## WHAT YOU SHOULD DO:
Only the lines that include "CallerContext" should be copied from the data below.

___ INPUT

use chrono::{DateTime, Duration, TimeZone, Utc};
use rand::{rngs::StdRng, Rng, SeedableRng};
use tokio_util::sync::CancellationToken;

use iot_telemetry::{
    modules::{
        aggregate::{hour_bucket, AggregateBucket},
        hypertable::ChunkState,
        lifecycle::{PassOutcome, PassReport},
    },
    shared::{
        config::Configs,
        context::{CallerContext, Role},
        db::models::{
            AlertSeverity, NewAsset, NewCommand, NewReading, NewSensor, Protocol, Sensor, SensorId, SensorType,
            SubscriptionPlan,
        },
        errors::ErrorType,
    },
    TelemetryEngine,
};

fn now() -> DateTime<Utc> {
    Utc.with_ymd_and_hms(2025, 11, 19, 12, 0, 0).unwrap()
}

async fn engine() -> TelemetryEngine {
    TelemetryEngine::open(Configs::default()).await.unwrap()
}

async fn tenant(engine: &TelemetryEngine, name: &str) -> (CallerContext, Sensor) {
    let org = engine
        .registry()
        .create_organization(name, format!("owner-{}", name), SubscriptionPlan::Pro, 10)
        .await
        .unwrap();
    let ctx = CallerContext::new(format!("owner-{}", name), org.id, Role::Owner);
    let asset = engine
        .registry()
        .create_asset(
            &ctx,
            NewAsset {
                name: format!("{} boiler", name),
                type_: "boiler".to_string(),
                location: "plant 1".to_string(),
                organization_id: None,
                metadata: Default::default(),
            },
        )
        .await
        .unwrap();
    let sensor = engine
        .registry()
        .create_sensor(
            &ctx,
            NewSensor {
                asset_id: asset.id,
                name: "outlet temperature".to_string(),
                type_: SensorType::Temperature,
                unit: "C".to_string(),
                threshold_low: Some(10.0),
                threshold_high: Some(90.0),
                min_value: Some(-40.0),
                max_value: Some(125.0),
                sampling_interval_ms: 1000,
                protocol: Protocol::Mqtt,
                metadata: Default::default(),
            },
        )
        .await
        .unwrap();
    (ctx, sensor)
}

fn completed<R: std::fmt::Debug>(outcome: PassOutcome<R>) -> R {
    match outcome {
        PassOutcome::Completed(report) => report,
        other => panic!("pass did not complete: {:?}", other),
    }
}

#[tokio::test]
async fn tenants_never_see_each_others_readings() {
    let engine = engine().await;
    let (a, sensor_a) = tenant(&engine, "acme").await;
    let (b, _) = tenant(&engine, "globex").await;

    let batch = (0..5)
        .map(|i| NewReading::new(sensor_a.id, 20.0 + i as f64).at(now() - Duration::minutes(i)))
        .collect();
    let receipt = engine.ingest_readings_at(&a, batch, now()).await.unwrap();
    assert_eq!(receipt.accepted, 5);

    let window = (now() - Duration::hours(1), now() + Duration::minutes(1));
    let own = engine.query_readings(&a, sensor_a.id, window.0, window.1).await.unwrap();
    assert_eq!(own.len(), 5);
    assert!(own.windows(2).all(|w| w[0].timestamp <= w[1].timestamp));

    let err = engine
        .query_readings(&b, sensor_a.id, window.0, window.1)
        .await
        .unwrap_err();
    assert_eq!(err.kind(), ErrorType::NotFound);
    let foreign = engine
        .query_organization_readings(&b, window.0, window.1)
        .await
        .unwrap();
    assert!(foreign.is_empty());

    // B cannot write into A's sensor, nor claim A's organization.
    let err = engine
        .ingest_readings_at(&b, vec![NewReading::new(sensor_a.id, 1.0)], now())
        .await
        .unwrap_err();
    assert_eq!(err.kind(), ErrorType::InvalidReference);
    let mut spoofed = NewReading::new(sensor_a.id, 1.0);
    spoofed.organization_id = Some(b.organization_id.clone());
    let err = engine.ingest_readings_at(&a, vec![spoofed], now()).await.unwrap_err();
    assert_eq!(err.kind(), ErrorType::TenantMismatch);
}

______

## SOLUTION TO THIS TASK:
        context::{CallerContext, Role},
async fn tenant(engine: &TelemetryEngine, name: &str) -> (CallerContext, Sensor) {
    let ctx = CallerContext::new(format!("owner-{}", name), org.id, Role::Owner);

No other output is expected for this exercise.